Luxembourg + Co., 2 Savile Row | June 5 – July 31, 2026
Stained glass was, in fact, the most complex and advanced image production technology of the Middle Ages. There, color is not a solid, impermeable layer of pigment resting on a canvas; it is the very light filtering through the lead joints—meaning, it is a transit point. Luxembourg + Co. on London’s Savile Row, in collaboration with Sam Fogg—one of the most astute observers of the medieval art world—invites us to look beyond paint and contemplate the spiritual and physical nature of light through its newly mounted exhibition, Illuminations.
On view until July 31, 2026, this exhibition brings three titanic names of modern and contemporary art—Piet Mondrian, Paul Klee, and Brice Marden—side by side with the deep-rooted heritage of the stained glass tradition.
One Dutch, one Swiss-German, and one American. The paths of these three figures, emerging from different geographies and eras, intersect within the gallery space around a single, crucial question: Is that mysterious bond between color, form, light, and transparency merely an aesthetic preference, or a spiritual necessity?

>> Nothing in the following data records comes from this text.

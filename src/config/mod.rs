//! Configuration loading and management for the payroll engine.
//!
//! This module provides functionality to load statutory rule sets from
//! YAML files, including tax bands, pension rules, and insurance rates.
//!
//! # Example
//!
//! ```no_run
//! use payroll_engine::config::ConfigLoader;
//!
//! let config = ConfigLoader::load("./config/reference").unwrap();
//! println!("Loaded rules: {}", config.metadata().name);
//! ```

mod loader;
mod types;

pub use loader::ConfigLoader;
pub use types::{
    IncomeTaxRules, InsuranceRules, PensionRules, StatutoryConfig, StatutoryMetadata, TaxBand,
};
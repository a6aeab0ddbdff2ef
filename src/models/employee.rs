//! Employee model.
//!
//! This module defines the [`Employee`] struct used on payroll run rosters.
//! The engine treats employee records as opaque references supplied by the
//! storage layer; only the identifier participates in calculation.

use serde::{Deserialize, Serialize};

/// Represents an employee selected for payroll calculation.
#[derive(Debug, Clone, PartialEq, Eq, Serialize, Deserialize)]
pub struct Employee {
    /// Unique identifier for the employee.
    pub id: String,
    /// Display name, carried through for payslip rendering downstream.
    #[serde(default)]
    pub name: String,
}

impl Employee {
    /// Creates a new employee reference.
    pub fn new(id: impl Into<String>, name: impl Into<String>) -> Self {
        Self {
            id: id.into(),
            name: name.into(),
        }
    }
}

#[cfg(test)]
mod tests {
    use super::*;

    #[test]
    fn test_deserialize_employee() {
        let json = r#"{
            "id": "emp_001",
            "name": "A. Nguyen"
        }"#;

        let employee: Employee = serde_json::from_str(json).unwrap();
        assert_eq!(employee.id, "emp_001");
        assert_eq!(employee.name, "A. Nguyen");
    }

    #[test]
    fn test_name_defaults_to_empty() {
        let json = r#"{"id": "emp_002"}"#;

        let employee: Employee = serde_json::from_str(json).unwrap();
        assert_eq!(employee.id, "emp_002");
        assert!(employee.name.is_empty());
    }

    #[test]
    fn test_serialize_employee_round_trip() {
        let employee = Employee::new("emp_003", "B. Okafor");
        let json = serde_json::to_string(&employee).unwrap();
        let deserialized: Employee = serde_json::from_str(&json).unwrap();
        assert_eq!(employee, deserialized);
    }
}
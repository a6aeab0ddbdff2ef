//! Error types for the payroll calculation engine.
//!
//! This module provides strongly-typed errors using the `thiserror` crate
//! for all error conditions that can occur during payslip calculation and
//! payroll run orchestration.

use thiserror::Error;
use uuid::Uuid;

use crate::models::RunStatus;

/// The main error type for the payroll calculation engine.
///
/// All operations in the engine return this error type, making it easy
/// to handle errors consistently throughout the application.
///
/// # Example
///
/// ```
/// use payroll_engine::error::EngineError;
///
/// let error = EngineError::ConfigNotFound {
///     path: "/missing/statutory.yaml".to_string(),
/// };
/// assert_eq!(error.to_string(), "Configuration file not found: /missing/statutory.yaml");
/// ```
#[derive(Debug, Error)]
pub enum EngineError {
    /// Configuration file was not found at the specified path.
    #[error("Configuration file not found: {path}")]
    ConfigNotFound {
        /// The path that was not found.
        path: String,
    },

    /// Configuration file could not be parsed.
    #[error("Failed to parse configuration file '{path}': {message}")]
    ConfigParseError {
        /// The path to the file that failed to parse.
        path: String,
        /// A description of the parse error.
        message: String,
    },

    /// A monetary amount was invalid (negative where disallowed, or not a
    /// finite decimal).
    #[error("Invalid amount: {message}")]
    InvalidAmount {
        /// A description of what made the amount invalid.
        message: String,
    },

    /// A structure component was malformed or could not be evaluated.
    #[error("Invalid component '{component}': {message}")]
    InvalidComponent {
        /// The name or id of the offending component.
        component: String,
        /// A description of what made the component invalid.
        message: String,
    },

    /// A pay structure was malformed or contained inconsistent data.
    #[error("Invalid structure '{structure_id}': {message}")]
    InvalidStructure {
        /// The id of the invalid structure.
        structure_id: String,
        /// A description of what made the structure invalid.
        message: String,
    },

    /// A statutory formula received an out-of-domain input.
    #[error("Invalid input to {formula}: {message}")]
    InvalidInput {
        /// The statutory formula that rejected the input.
        formula: String,
        /// A description of the invalid input.
        message: String,
    },

    /// A payroll run operation was attempted from an illegal state.
    #[error("Cannot {action} a payroll run in state {from}")]
    InvalidTransition {
        /// The state the run was in.
        from: RunStatus,
        /// The operation that was attempted.
        action: String,
    },

    /// A payroll run finished with roster entries that produced neither an
    /// item nor a recorded error.
    #[error("Payroll run {run_id} is incomplete: {missing} roster entries unaccounted for")]
    IncompleteRun {
        /// The id of the incomplete run.
        run_id: Uuid,
        /// How many roster entries have no item and no error.
        missing: usize,
    },

    /// A structure was requested that is not registered.
    #[error("Structure not found: {structure_id}")]
    StructureNotFound {
        /// The structure id that was not found.
        structure_id: String,
    },

    /// An employee was put on a roster without an assigned structure.
    #[error("Employee {employee_id} has no assigned pay structure")]
    EmployeeNotAssigned {
        /// The employee id with no assignment.
        employee_id: String,
    },

    /// A structure could not be removed because employees still reference it.
    #[error("Structure '{structure_id}' is assigned to {assigned} employee(s) and cannot be removed")]
    StructureInUse {
        /// The structure id that is still referenced.
        structure_id: String,
        /// How many employees currently reference the structure.
        assigned: usize,
    },

    /// A payroll run's fan-in barrier timed out before all workers reported.
    #[error("Payroll run {run_id} timed out: {completed} of {expected} results received")]
    RunTimedOut {
        /// The id of the run that timed out.
        run_id: Uuid,
        /// How many results were received before the deadline.
        completed: usize,
        /// How many results were expected.
        expected: usize,
    },
}

/// A type alias for Results that return EngineError.
pub type EngineResult<T> = Result<T, EngineError>;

Luxembourg + Co. is a venue with strong intellectual muscles, known for its gallery programming that loves to juxtapose the historical with contemporary practice via thematic investigations, without passing judgment on either. Those who have followed its previous period exhibitions, such as Grisaille, Unpainted Paintings, or The Geometry of the Collapse, are well aware of the consistency of this curatorial reflex. Illuminations stands out as perhaps the most inquisitive, spiritual, and introspective link in that chain.
This summer, light passes through Savile Row, right between the lead lines. Allow it to dazzle your eyes, and just look.